Wednesday, 19 November 2014

5 Fascinating Female Protagonists in Fiction

Here's my guide to five of my favourite female protagonists in fiction: from the headstrong, to the downright disreputable:

Jane Eyre:

“Do you think, because I am poor, obscure, plain and little, I am soulless and heartless? You think wrong! - I have as much soul as you, - and full as much heart!"

From one of my all time favourite classics, Jane Eyre may be from a lowly background in which she is poorly treated, but she refuses to let that taint her own morals. The novel, written by Charlotte Brontë in 1847, has themes of the gothic, love and social class. Her interactions with Mr Rochester are intriguing; she becomes very much his equal, despite them being from different classes and she is able to see past his cold exterior unlike anyone else in his world.

Catherine Earnshaw:
'There [Catherine] lay dashing her head against the arm of the sofa, and grinding her teeth, so that you might fancy she would crash them to splinters!'

I adore this character from Emily Brontë's Wuthering Heights, although she is not all likeable. Catherine comes from a wealthy family that take in the orphaned Heathcliff. At first, when Catherine is a child, she is very close to her foster brother as she has not been subjected to ideas about social class. However, later in the novel she becomes cruel, aggressive and twisted, hurting Heathcliff intensely (as he does her) even though they are fiercely in love. She becomes a product of snobbery and filled with spite; this is what makes her fascinating. If you have ever acted irrationally due to a relationship, you may just recognise flickers of yourself in this awful woman!

Fräulein Else:

'The world is so beautiful when one can fly.'

I read this on my degree and it struck a chord with me somehow. Else feels like the world is just happening to her; she feels like she has no control over how people will see her or who she will be able to be. I think many of us have felt like that at one time or another. 
Written in 1924 by Arthur Schnitzler, this novella has been translated from German. It is written as a stream of consciousness from the viewpoint of a young rich girl who has been asked to seduce a rich man in order to keep her family from going bankrupt. Fräulein Else is often a humourous and brutally honest narrator who draws criticisms of the bourgeois ideals of the late 19th century.

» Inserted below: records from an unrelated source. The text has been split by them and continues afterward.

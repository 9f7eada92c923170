use std::path::{Path, PathBuf};

use tokio::{
    fs::File,
    io::{AsyncBufRead, AsyncBufReadExt, AsyncReadExt},
};

use crate::error::{ConfigError, Error, IoError};

#[derive(Debug, Default)]
pub struct FileReader {
    inner: Option<File>,
    path: PathBuf,
}

impl FileReader {
    pub fn new() -> Self {
        Self::default()
    }

    pub async fn open<P: AsRef<Path>>(&mut self, path: P) -> Result<(), Error> {
        let path_buf = path.as_ref().to_path_buf();

        match File::open(&path_buf).await {
            Ok(file) => {
                self.inner = Some(file);
                self.path = path_buf;
                Ok(())
            }
            Err(error) => Err(ConfigError::File(error.kind()).into()),
        }
    }

    pub fn path(&self) -> &Path {
        &self.path
    }

    pub async fn read_into(&mut self, buffer: &mut String) -> Result<(), Error> {
        match &mut self.inner {
            Some(reader) => reader
                .read_to_string(buffer)
                .await
                .map(|_| ())
                .map_err(|error| IoError::File(error.kind()).into()),

            None => Err(IoError::Reader(std::io::ErrorKind::InvalidInput).into()),
        }
    }
}

/// Collects lines until the first blank line or end of input.
pub async fn read_poem<R: AsyncBufRead + Unpin>(reader: R) -> Result<String, Error> {
    let mut lines = reader.lines();
    let mut poem = String::new();

    while let Some(line) = lines
        .next_line()
        .await
        .map_err(|error| IoError::Stdin(error.kind()))?
    {
        if line.trim().is_empty() {
            break;
        }

        poem.push_str(&line);
        poem.push('\n');
    }

    Ok(poem.trim().to_string())
}
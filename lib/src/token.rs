use std::{
    ops::{Deref, DerefMut},
    slice::IterMut,
};

/// A word token taken from a line of text.
#[derive(Clone, Debug, Default, Hash, Eq, PartialEq)]
pub struct Token(String);

impl Token {
    pub fn inner_mut(&mut self) -> &mut String {
        &mut self.0
    }

    pub fn as_str(&self) -> &str {
        &self.0
    }
}

impl Deref for Token {
    type Target = String;

    fn deref(&self) -> &Self::Target {
        &self.0
    }
}

impl DerefMut for Token {
    fn deref_mut(&mut self) -> &mut Self::Target {
        &mut self.0
    }
}

impl From<Token> for String {
    fn from(value: Token) -> Self {
        value.0
    }
}

impl From<String> for Token {
    fn from(value: String) -> Self {
        Token(value)
    }
}

impl From<&str> for Token {
    fn from(value: &str) -> Self {
        Token(String::from(value))
    }
}

impl AsMut<str> for Token {
    fn as_mut(&mut self) -> &mut str {
        &mut self.0
    }
}

impl AsRef<str> for Token {
    fn as_ref(&self) -> &str {
        &self.0
    }
}

/// Ordered tokens of a single line.
#[derive(Clone, Debug, Default, PartialEq)]
pub struct Tokens(Vec<Token>);

impl Tokens {
    #[inline]
    pub fn is_empty(&self) -> bool {
        self.0.is_empty()
    }

    #[inline]
    pub fn last(&self) -> Option<&Token> {
        self.0.last()
    }

    /// Consumes the tokens, returning the last one.
    #[inline]
    pub fn into_last(self) -> Option<Token> {
        self.0.into_iter().last()
    }

    #[inline]
    pub fn iter_mut(&mut self) -> IterMut<'_, Token> {
        self.0.iter_mut()
    }

    /// Drops tokens left empty by normalization.
    #[inline]
    pub fn drop_empty(&mut self) {
        self.0.retain(|token| !token.is_empty())
    }
}

impl From<Vec<Token>> for Tokens {
    fn from(value: Vec<Token>) -> Self {
        Tokens(value)
    }
}

impl FromIterator<Token> for Tokens {
    fn from_iter<I: IntoIterator<Item = Token>>(iter: I) -> Self {
        Tokens(iter.into_iter().collect())
    }
}

impl IntoIterator for Tokens {
    type Item = Token;
    type IntoIter = std::vec::IntoIter<Token>;

    fn into_iter(self) -> Self::IntoIter {
        self.0.into_iter()
    }
}

#[macro_export]
macro_rules! tokens {
    ( $( $token:expr ),* $(,)? ) => {{
        $crate::token::Tokens::from(vec![
            $( $crate::token::Token::from($token) ),*
        ])
    }};
}

#[cfg(test)]
mod tests {
    #[test]
    fn test_tokens_last() {
        let tokens = tokens!["all", "built", "their", "nests"];
        assert_eq!(tokens.last().map(|token| token.as_str()), Some("nests"));
        assert_eq!(tokens.into_last().map(String::from), Some("nests".into()));
    }

    #[test]
    fn test_tokens_drop_empty() {
        let mut tokens = tokens!["", "beard", "", ""];
        tokens.drop_empty();
        assert_eq!(tokens, tokens!["beard"]);
    }

    #[test]
    fn test_tokens_empty() {
        let tokens = tokens![];
        assert!(tokens.is_empty());
        assert_eq!(tokens.last(), None);
    }
}
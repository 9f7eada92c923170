use crate::{normalizer::TextNormalizer, token::Tokens};

/// ASCII lowercasing, matching the lowercase keys of the dictionary.
#[derive(Clone, Debug, Default)]
pub struct Lowercase;

impl Lowercase {
    pub fn new() -> Self {
        Self
    }
}

impl TextNormalizer for Lowercase {
    fn normalize(&self, tokens: &mut Tokens) {
        tokens.iter_mut().for_each(|token| {
            token.as_mut().make_ascii_lowercase();
        })
    }
}
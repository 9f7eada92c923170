extern crate num_traits;

use std::ops::{AddAssign, Deref};

use num_traits::{SaturatingSub, Unsigned};

/// Unsigned tally that never drops below zero.
#[derive(Clone, Copy, Debug, Default, PartialEq, Eq, PartialOrd, Ord)]
pub struct Counter<T>(T)
where
    T: Copy + Unsigned + AddAssign + SaturatingSub;

impl<T> Counter<T>
where
    T: Copy + Unsigned + AddAssign + SaturatingSub,
{
    #[inline]
    pub fn new(counter: T) -> Self {
        Self(counter)
    }

    #[inline]
    pub fn increment(&mut self) {
        self.increment_by(T::one());
    }

    #[inline]
    pub fn decrement(&mut self) {
        self.decrement_by(T::one());
    }

    #[inline]
    pub fn increment_by(&mut self, count: T) {
        self.0 += count;
    }

    #[inline]
    pub fn decrement_by(&mut self, count: T) {
        self.0 = self.0.saturating_sub(&count);
    }

    #[inline]
    pub fn get(&self) -> T {
        self.0
    }
}

impl<T> Deref for Counter<T>
where
    T: Copy + Unsigned + AddAssign + SaturatingSub,
{
    type Target = T;

    fn deref(&self) -> &Self::Target {
        &self.0
    }
}
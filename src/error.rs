extern crate thiserror;

use std::io;

use limerick::error::DictionaryError;
use thiserror::Error;

/// Error type.
#[derive(Debug, Error)]
pub enum Error {
    #[error("{0}")]
    Config(#[from] ConfigError),

    #[error("{0}")]
    Io(#[from] IoError),

    #[error("Dictionary Error: {0}")]
    Dictionary(#[from] DictionaryError),
}

/// Configuration error.
#[derive(Debug, Error, PartialEq)]
pub enum ConfigError {
    #[error("File I/O Error: {0}")]
    File(io::ErrorKind),

    #[error("Serialization Error: {0}")]
    Serialization(String),
}

/// I/O errors.
#[derive(Debug, Error, PartialEq)]
pub enum IoError {
    #[error("File Error: {0}")]
    File(io::ErrorKind),

    #[error("Reader Error: {0}")]
    Reader(io::ErrorKind),

    #[error("Stdin Error: {0}")]
    Stdin(io::ErrorKind),
}
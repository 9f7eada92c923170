use crate::{dictionary::PronunciationLookup, phoneme::Pronunciation, util::Counter};

/// Counts syllables in a single lowercase word. Never returns zero.
pub trait SyllableCounter {
    fn count(&self, word: &str) -> usize;
}

/// Syllables of the shortest known pronunciation, or 1 for unknown words.
pub fn count_with<L: PronunciationLookup + ?Sized>(lookup: &L, word: &str) -> usize {
    lookup
        .lookup(word)
        .and_then(shortest)
        .map(Pronunciation::vowel_count)
        .unwrap_or(1)
        .max(1)
}

/// Fewest phonemes wins; ties go to the first listed.
#[inline]
pub fn shortest(pronunciations: &[Pronunciation]) -> Option<&Pronunciation> {
    pronunciations.iter().min_by_key(|pronunciation| pronunciation.len())
}

const VOWELS: [char; 5] = ['a', 'e', 'i', 'o', 'u'];
const DIGRAPHS: [&str; 2] = ["au", "oo"];

/// Spelling based syllable guesser for words missing from the dictionary.
///
/// Counts vowel letters, then corrects for vowel digraphs, a silent final
/// `e`, a consonant-led `y` and a consonant-led final `le`.
#[derive(Clone, Copy, Debug, Default)]
pub struct Spelling;

impl Spelling {
    pub fn new() -> Self {
        Self
    }
}

#[inline]
fn is_vowel(ch: char) -> bool {
    VOWELS.contains(&ch)
}

impl SyllableCounter for Spelling {
    fn count(&self, word: &str) -> usize {
        let word = word.to_ascii_lowercase();
        let mut syllables = Counter::new(0usize);

        syllables.increment_by(word.chars().filter(|&ch| is_vowel(ch)).count());

        DIGRAPHS.iter().for_each(|digraph| {
            syllables.decrement_by(word.matches(digraph).count());
        });

        if word.ends_with('e') {
            syllables.decrement();
        }

        if let Some(index) = word.find('y') {
            if word[..index].chars().last().is_some_and(|ch| !is_vowel(ch)) {
                syllables.increment();
            }
        }

        if let Some(stem) = word.strip_suffix("le") {
            if stem.chars().last().is_some_and(|ch| !is_vowel(ch)) {
                syllables.increment();
            }
        }

        syllables.get().max(1)
    }
}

Above all, she is a young woman who does not fit into a world of shallowness and greed.

Offred:
'I would like to believe this is a story I’m telling. I need to believe it. I must believe it. Those who can believe that such stories are only stories have a better chance. If it’s a story I’m telling, then I have control over the ending.'

Offred is the narrator of Margaret Attwood's dystopian novel The Handmaid's Tale (1985). I wanted to read this a long time before I actually picked it up because once you get to hear about this book, it is one you want to experience. The story follows Offred ('of Fred') as she finds herself separated from her husband and five year-old daughter and forced to live the life of being a commander's (Fred's) property- hence her name 'Of fred'. Her main purpose in life is now to act as a womb to give birth to her commander's children. Having known a life before this society came to be, Offred shares her inner thoughts with the reader which are full of strength and insight. The novel is not simply about female oppression, but also the nature of freedom in society and what happens when freedom is lost. I would read this again in a heartbeat.    


Amy Dunne: 2012
'Men always say that as the defining compliment, don’t they? She’s a cool girl... Cool Girls never get angry; they only smile in a chagrined, loving manner and let their men do whatever they want.'

Amy Dunne from Gillian Flynn's Gone Girl is a complex character. On the surface, she is the ideal woman. Men love her sweet ways and good looks; women want to be her. Through her diary entries we see a very different side to her as she talks about her unstable marriage. We come to realise that the image she projects is not necessarily how she feels inside. Without spoiling the book (or film) for those that haven't seen or read it yet (I am yet to see the film), Amy Dunne is a character you will never forget!

Who are your favourite female protagonists?